▶ [EXERCISE AIM]: Lift out each line of the data that holds "cannot".

▶ [PROVIDED ENTRIES]:

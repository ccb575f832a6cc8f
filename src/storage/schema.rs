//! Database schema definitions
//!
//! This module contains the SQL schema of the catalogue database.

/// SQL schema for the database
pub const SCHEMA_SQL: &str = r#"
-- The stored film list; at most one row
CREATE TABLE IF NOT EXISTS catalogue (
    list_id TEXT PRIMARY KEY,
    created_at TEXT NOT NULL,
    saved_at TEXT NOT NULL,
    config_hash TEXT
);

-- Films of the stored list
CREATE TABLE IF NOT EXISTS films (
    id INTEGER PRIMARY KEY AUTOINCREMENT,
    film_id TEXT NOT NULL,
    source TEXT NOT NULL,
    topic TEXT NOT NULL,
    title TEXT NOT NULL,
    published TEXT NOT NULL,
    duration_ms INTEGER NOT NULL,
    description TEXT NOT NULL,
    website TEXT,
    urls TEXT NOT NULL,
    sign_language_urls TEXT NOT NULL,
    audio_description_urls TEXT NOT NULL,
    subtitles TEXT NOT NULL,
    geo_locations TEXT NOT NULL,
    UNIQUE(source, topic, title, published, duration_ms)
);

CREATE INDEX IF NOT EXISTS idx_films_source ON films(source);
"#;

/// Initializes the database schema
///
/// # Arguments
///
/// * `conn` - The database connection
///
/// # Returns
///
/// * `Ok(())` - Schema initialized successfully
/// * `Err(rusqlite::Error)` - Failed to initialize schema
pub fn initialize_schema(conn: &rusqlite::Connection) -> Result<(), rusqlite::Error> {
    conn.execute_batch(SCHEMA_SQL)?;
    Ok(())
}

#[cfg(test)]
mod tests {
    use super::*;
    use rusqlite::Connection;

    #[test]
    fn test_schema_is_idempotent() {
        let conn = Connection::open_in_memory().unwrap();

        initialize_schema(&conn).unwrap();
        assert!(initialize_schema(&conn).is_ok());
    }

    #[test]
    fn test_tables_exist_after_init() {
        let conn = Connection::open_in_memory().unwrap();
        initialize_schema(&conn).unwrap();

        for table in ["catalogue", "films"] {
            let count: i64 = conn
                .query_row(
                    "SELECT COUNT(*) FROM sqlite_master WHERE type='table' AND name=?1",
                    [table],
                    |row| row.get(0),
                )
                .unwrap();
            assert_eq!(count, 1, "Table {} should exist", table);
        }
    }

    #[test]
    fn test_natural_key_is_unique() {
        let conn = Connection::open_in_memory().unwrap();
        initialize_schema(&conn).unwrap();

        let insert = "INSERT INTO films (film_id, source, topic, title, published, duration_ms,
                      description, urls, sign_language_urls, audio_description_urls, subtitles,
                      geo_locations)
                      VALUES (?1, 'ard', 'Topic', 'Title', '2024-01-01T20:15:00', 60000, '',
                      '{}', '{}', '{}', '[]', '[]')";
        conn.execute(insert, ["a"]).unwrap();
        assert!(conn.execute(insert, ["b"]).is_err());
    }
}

...

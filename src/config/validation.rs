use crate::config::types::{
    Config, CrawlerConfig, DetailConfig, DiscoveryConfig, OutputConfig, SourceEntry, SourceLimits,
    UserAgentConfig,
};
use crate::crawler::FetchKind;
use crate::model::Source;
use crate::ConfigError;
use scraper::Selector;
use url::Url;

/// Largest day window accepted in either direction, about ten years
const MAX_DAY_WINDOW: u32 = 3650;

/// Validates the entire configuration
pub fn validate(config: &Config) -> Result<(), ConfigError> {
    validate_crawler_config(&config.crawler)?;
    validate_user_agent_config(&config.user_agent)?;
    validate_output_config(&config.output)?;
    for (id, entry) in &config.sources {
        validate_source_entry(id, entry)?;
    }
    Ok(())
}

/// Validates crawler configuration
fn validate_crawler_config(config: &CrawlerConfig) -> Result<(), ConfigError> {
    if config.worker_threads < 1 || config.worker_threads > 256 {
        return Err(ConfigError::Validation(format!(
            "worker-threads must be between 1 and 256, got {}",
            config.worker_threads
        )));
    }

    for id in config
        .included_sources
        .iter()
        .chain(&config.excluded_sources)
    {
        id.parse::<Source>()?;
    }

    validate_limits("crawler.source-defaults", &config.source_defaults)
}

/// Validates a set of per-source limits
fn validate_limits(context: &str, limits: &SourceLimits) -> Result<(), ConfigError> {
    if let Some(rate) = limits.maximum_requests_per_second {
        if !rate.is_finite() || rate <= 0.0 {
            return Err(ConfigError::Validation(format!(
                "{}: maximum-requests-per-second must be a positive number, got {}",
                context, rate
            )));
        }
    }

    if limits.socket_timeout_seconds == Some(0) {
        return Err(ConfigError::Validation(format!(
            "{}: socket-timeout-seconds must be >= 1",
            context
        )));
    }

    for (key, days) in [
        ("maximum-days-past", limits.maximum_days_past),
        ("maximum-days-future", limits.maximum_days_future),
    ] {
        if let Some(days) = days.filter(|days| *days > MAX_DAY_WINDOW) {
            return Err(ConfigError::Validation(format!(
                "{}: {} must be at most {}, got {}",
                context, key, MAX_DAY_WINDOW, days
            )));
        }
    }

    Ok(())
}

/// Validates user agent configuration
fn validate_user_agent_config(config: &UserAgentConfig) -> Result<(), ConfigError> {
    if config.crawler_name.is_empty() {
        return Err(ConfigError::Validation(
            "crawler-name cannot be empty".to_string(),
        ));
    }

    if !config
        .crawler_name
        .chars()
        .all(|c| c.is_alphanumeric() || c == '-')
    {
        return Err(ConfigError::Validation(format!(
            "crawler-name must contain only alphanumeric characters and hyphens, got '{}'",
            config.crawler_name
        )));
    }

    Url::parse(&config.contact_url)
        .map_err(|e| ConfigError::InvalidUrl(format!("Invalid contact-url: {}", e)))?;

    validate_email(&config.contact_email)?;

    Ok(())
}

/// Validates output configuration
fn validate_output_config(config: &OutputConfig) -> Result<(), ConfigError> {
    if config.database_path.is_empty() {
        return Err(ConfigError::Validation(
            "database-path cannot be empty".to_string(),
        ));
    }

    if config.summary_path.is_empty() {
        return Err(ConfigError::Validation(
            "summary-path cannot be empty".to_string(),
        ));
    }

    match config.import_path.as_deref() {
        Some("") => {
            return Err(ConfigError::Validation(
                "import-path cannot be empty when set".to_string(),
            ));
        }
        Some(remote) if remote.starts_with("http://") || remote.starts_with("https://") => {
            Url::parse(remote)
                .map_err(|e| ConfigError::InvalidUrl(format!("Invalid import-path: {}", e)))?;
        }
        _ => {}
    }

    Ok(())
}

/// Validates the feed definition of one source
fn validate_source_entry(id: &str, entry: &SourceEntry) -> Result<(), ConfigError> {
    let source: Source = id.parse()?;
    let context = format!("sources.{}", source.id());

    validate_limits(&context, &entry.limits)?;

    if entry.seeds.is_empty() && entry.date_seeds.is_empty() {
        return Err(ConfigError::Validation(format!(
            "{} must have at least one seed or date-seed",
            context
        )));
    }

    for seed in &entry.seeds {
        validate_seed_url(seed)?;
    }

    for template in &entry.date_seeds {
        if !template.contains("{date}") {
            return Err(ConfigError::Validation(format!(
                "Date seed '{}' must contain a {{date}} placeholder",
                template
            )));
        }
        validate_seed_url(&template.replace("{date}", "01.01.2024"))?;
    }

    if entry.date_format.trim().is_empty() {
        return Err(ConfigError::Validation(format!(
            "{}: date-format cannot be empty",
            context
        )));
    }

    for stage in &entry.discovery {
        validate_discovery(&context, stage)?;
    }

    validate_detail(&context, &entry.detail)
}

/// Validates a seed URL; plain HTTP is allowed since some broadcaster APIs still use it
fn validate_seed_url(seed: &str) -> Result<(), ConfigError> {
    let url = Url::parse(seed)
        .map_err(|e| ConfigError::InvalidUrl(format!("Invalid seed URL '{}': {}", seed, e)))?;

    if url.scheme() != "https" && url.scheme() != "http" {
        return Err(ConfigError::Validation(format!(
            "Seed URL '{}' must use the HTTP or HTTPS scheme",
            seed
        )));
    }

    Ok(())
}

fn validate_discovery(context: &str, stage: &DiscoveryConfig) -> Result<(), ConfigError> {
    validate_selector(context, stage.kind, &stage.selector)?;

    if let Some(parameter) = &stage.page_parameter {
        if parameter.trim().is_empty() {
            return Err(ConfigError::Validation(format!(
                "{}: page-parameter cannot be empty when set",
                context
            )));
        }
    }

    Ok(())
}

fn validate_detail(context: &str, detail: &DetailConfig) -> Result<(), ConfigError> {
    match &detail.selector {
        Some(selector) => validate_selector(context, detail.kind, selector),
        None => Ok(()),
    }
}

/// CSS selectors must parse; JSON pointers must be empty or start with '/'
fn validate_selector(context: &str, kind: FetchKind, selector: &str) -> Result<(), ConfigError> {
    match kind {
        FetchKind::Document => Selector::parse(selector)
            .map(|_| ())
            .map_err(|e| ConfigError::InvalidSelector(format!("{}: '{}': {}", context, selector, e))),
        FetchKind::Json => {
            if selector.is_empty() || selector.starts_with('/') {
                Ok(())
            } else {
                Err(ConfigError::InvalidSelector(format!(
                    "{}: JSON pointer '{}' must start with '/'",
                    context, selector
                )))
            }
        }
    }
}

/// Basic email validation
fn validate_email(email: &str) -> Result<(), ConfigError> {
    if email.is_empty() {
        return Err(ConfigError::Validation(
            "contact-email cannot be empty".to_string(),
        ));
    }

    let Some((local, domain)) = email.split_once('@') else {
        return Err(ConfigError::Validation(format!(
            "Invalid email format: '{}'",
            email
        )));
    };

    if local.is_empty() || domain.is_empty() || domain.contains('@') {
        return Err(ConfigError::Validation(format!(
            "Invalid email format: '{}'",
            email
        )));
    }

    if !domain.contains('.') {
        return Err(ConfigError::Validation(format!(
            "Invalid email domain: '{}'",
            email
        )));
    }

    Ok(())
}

▶ [ANSWER SPACE]:
            "crawler-name cannot be empty".to_string(),
            "database-path cannot be empty".to_string(),
            "summary-path cannot be empty".to_string(),
                "import-path cannot be empty when set".to_string(),
            "{}: date-format cannot be empty",
                "{}: page-parameter cannot be empty when set",
            "contact-email cannot be empty".to_string(),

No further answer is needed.